What you will do ▸
For the entries below, the result should be an exact transcription of the lines from the one with "filename src/output.rs" up to and including the one with "file to stdout.", and only those.
(Material to process begins)
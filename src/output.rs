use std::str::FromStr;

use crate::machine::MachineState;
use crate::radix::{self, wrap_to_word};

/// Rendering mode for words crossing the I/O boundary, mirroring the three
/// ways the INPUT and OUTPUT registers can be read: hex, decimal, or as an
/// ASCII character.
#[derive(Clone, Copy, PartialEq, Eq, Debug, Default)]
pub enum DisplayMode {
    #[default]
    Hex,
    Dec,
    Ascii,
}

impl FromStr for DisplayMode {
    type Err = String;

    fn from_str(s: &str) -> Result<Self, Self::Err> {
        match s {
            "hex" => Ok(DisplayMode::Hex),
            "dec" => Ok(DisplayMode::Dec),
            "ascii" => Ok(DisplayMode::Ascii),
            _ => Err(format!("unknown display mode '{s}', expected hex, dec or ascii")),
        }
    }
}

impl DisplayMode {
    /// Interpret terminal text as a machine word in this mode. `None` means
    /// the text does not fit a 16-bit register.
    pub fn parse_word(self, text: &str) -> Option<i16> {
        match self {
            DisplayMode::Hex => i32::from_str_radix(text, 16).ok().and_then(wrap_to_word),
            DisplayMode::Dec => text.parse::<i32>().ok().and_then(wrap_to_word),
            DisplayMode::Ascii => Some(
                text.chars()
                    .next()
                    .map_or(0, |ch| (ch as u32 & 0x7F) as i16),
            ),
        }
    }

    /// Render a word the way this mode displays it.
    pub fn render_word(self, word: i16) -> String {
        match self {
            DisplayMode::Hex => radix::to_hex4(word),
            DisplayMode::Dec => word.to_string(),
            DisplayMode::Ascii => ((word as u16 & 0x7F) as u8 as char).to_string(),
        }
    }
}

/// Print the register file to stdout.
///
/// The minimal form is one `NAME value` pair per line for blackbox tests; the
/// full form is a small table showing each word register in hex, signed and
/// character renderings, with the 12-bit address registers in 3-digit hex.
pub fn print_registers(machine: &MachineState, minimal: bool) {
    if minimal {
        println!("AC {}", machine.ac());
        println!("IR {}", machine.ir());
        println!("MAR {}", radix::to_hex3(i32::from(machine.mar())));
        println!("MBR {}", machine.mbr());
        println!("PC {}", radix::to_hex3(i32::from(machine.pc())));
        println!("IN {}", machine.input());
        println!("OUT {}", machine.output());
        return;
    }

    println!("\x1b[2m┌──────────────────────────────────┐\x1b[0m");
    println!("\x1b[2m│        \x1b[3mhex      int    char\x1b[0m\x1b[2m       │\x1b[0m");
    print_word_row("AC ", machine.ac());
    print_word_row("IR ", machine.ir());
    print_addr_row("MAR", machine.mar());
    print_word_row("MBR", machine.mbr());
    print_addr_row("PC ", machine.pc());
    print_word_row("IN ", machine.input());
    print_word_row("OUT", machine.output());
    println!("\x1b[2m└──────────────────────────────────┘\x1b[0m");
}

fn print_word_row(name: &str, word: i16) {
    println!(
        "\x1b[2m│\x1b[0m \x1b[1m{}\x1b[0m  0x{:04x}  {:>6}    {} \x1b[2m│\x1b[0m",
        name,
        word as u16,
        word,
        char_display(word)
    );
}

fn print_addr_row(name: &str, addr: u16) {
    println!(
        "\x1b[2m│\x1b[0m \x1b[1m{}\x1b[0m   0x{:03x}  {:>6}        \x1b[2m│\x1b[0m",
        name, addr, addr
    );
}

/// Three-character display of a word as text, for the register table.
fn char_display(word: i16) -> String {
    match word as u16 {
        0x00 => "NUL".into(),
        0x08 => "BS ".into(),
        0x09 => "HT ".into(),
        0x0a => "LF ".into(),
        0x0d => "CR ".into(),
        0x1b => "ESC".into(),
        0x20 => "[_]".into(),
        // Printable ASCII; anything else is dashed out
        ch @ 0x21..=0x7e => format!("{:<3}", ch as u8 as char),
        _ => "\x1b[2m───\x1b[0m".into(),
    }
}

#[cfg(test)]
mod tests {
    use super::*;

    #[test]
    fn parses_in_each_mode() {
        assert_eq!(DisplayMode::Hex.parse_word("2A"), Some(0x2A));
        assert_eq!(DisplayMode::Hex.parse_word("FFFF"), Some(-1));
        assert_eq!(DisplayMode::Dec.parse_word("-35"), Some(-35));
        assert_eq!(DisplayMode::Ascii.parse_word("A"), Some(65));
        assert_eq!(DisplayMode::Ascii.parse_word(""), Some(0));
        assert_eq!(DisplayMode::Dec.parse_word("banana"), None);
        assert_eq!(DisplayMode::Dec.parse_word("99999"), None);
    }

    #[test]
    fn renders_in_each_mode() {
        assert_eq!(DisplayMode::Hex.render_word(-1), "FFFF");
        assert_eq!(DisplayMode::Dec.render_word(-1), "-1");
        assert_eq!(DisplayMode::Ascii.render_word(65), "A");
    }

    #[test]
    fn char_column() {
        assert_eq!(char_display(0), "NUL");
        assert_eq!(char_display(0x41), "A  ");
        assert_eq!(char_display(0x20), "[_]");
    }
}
(Material to process ends)
(Material to process begins)
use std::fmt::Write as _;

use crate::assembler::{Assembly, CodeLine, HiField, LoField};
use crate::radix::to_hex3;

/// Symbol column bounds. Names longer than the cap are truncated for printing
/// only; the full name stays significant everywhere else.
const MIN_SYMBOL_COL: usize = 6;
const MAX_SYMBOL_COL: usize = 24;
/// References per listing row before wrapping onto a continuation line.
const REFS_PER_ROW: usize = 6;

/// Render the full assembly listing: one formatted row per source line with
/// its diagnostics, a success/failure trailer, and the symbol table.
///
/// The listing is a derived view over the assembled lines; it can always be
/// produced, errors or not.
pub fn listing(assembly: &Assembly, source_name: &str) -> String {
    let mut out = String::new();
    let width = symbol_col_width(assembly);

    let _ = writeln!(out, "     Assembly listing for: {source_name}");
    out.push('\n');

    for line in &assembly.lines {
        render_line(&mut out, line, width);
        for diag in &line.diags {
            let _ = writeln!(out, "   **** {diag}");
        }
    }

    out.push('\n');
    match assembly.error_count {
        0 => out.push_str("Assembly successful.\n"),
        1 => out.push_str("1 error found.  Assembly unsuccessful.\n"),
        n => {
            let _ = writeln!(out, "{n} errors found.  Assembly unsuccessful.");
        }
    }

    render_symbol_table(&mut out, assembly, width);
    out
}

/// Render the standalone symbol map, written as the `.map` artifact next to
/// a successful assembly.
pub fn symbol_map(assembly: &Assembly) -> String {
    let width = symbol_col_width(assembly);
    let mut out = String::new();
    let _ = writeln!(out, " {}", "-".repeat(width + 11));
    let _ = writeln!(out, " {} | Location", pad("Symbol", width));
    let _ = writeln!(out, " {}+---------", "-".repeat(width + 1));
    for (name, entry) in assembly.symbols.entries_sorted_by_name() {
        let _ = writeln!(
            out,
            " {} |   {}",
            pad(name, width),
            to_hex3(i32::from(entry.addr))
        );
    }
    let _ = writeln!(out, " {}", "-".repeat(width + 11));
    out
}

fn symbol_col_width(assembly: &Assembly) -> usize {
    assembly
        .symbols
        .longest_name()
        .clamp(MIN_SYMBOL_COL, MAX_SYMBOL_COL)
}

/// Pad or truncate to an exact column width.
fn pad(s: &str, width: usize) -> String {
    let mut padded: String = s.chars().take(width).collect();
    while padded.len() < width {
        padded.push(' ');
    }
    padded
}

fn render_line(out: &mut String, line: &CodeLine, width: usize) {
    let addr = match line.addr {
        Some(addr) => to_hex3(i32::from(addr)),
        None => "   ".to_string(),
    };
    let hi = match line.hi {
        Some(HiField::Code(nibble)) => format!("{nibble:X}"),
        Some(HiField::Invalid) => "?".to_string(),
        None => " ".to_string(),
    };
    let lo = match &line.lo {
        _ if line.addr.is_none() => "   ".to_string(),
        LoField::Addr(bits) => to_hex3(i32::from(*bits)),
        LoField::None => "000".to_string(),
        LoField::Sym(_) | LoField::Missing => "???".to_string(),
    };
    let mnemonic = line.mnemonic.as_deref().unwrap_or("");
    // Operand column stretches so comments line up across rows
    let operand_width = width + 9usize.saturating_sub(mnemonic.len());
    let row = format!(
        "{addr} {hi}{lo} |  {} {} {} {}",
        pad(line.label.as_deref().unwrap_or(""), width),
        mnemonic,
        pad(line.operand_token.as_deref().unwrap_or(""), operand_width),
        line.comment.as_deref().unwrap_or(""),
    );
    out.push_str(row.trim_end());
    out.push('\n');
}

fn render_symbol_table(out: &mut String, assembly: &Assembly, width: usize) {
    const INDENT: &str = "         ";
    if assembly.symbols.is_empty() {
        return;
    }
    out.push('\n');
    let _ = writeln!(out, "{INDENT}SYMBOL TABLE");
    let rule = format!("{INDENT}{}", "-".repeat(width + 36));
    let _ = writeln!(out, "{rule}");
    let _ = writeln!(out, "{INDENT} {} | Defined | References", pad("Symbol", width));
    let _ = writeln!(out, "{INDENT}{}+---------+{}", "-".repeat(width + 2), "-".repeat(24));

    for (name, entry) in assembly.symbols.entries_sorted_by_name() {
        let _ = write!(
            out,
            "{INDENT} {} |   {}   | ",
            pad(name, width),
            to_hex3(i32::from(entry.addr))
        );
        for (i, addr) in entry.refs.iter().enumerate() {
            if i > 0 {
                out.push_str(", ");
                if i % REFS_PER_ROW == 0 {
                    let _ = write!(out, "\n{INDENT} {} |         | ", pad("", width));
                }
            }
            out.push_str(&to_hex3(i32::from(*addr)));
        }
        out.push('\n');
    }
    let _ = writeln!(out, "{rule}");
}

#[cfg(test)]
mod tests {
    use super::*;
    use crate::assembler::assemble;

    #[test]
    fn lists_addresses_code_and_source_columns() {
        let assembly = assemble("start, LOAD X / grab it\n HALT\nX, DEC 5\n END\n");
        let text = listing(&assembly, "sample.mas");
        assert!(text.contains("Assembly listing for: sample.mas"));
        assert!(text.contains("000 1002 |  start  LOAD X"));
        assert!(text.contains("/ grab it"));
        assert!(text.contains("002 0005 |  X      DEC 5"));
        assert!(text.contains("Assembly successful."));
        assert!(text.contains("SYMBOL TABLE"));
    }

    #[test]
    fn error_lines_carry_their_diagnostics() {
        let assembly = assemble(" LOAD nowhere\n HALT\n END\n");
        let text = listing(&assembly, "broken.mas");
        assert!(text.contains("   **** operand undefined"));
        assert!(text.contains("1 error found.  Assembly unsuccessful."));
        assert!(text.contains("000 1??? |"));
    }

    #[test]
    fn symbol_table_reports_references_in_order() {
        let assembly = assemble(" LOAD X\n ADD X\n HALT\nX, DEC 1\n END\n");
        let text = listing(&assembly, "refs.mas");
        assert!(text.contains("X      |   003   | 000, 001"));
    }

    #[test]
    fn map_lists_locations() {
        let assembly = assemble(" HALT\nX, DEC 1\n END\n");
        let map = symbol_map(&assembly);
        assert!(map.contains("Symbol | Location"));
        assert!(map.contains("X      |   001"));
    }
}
(Material to process ends)
Written reply ▸
filename src/output.rs
use std::str::FromStr;

use crate::machine::MachineState;
use crate::radix::{self, wrap_to_word};

/// Rendering mode for words crossing the I/O boundary, mirroring the three
/// ways the INPUT and OUTPUT registers can be read: hex, decimal, or as an
/// ASCII character.
#[derive(Clone, Copy, PartialEq, Eq, Debug, Default)]
pub enum DisplayMode {
    #[default]
    Hex,
    Dec,
    Ascii,
}

impl FromStr for DisplayMode {
    type Err = String;

    fn from_str(s: &str) -> Result<Self, Self::Err> {
        match s {
            "hex" => Ok(DisplayMode::Hex),
            "dec" => Ok(DisplayMode::Dec),
            "ascii" => Ok(DisplayMode::Ascii),
            _ => Err(format!("unknown display mode '{s}', expected hex, dec or ascii")),
        }
    }
}

impl DisplayMode {
    /// Interpret terminal text as a machine word in this mode. `None` means
    /// the text does not fit a 16-bit register.
    pub fn parse_word(self, text: &str) -> Option<i16> {
        match self {
            DisplayMode::Hex => i32::from_str_radix(text, 16).ok().and_then(wrap_to_word),
            DisplayMode::Dec => text.parse::<i32>().ok().and_then(wrap_to_word),
            DisplayMode::Ascii => Some(
                text.chars()
                    .next()
                    .map_or(0, |ch| (ch as u32 & 0x7F) as i16),
            ),
        }
    }

    /// Render a word the way this mode displays it.
    pub fn render_word(self, word: i16) -> String {
        match self {
            DisplayMode::Hex => radix::to_hex4(word),
            DisplayMode::Dec => word.to_string(),
            DisplayMode::Ascii => ((word as u16 & 0x7F) as u8 as char).to_string(),
        }
    }
}

/// Print the register file to stdout.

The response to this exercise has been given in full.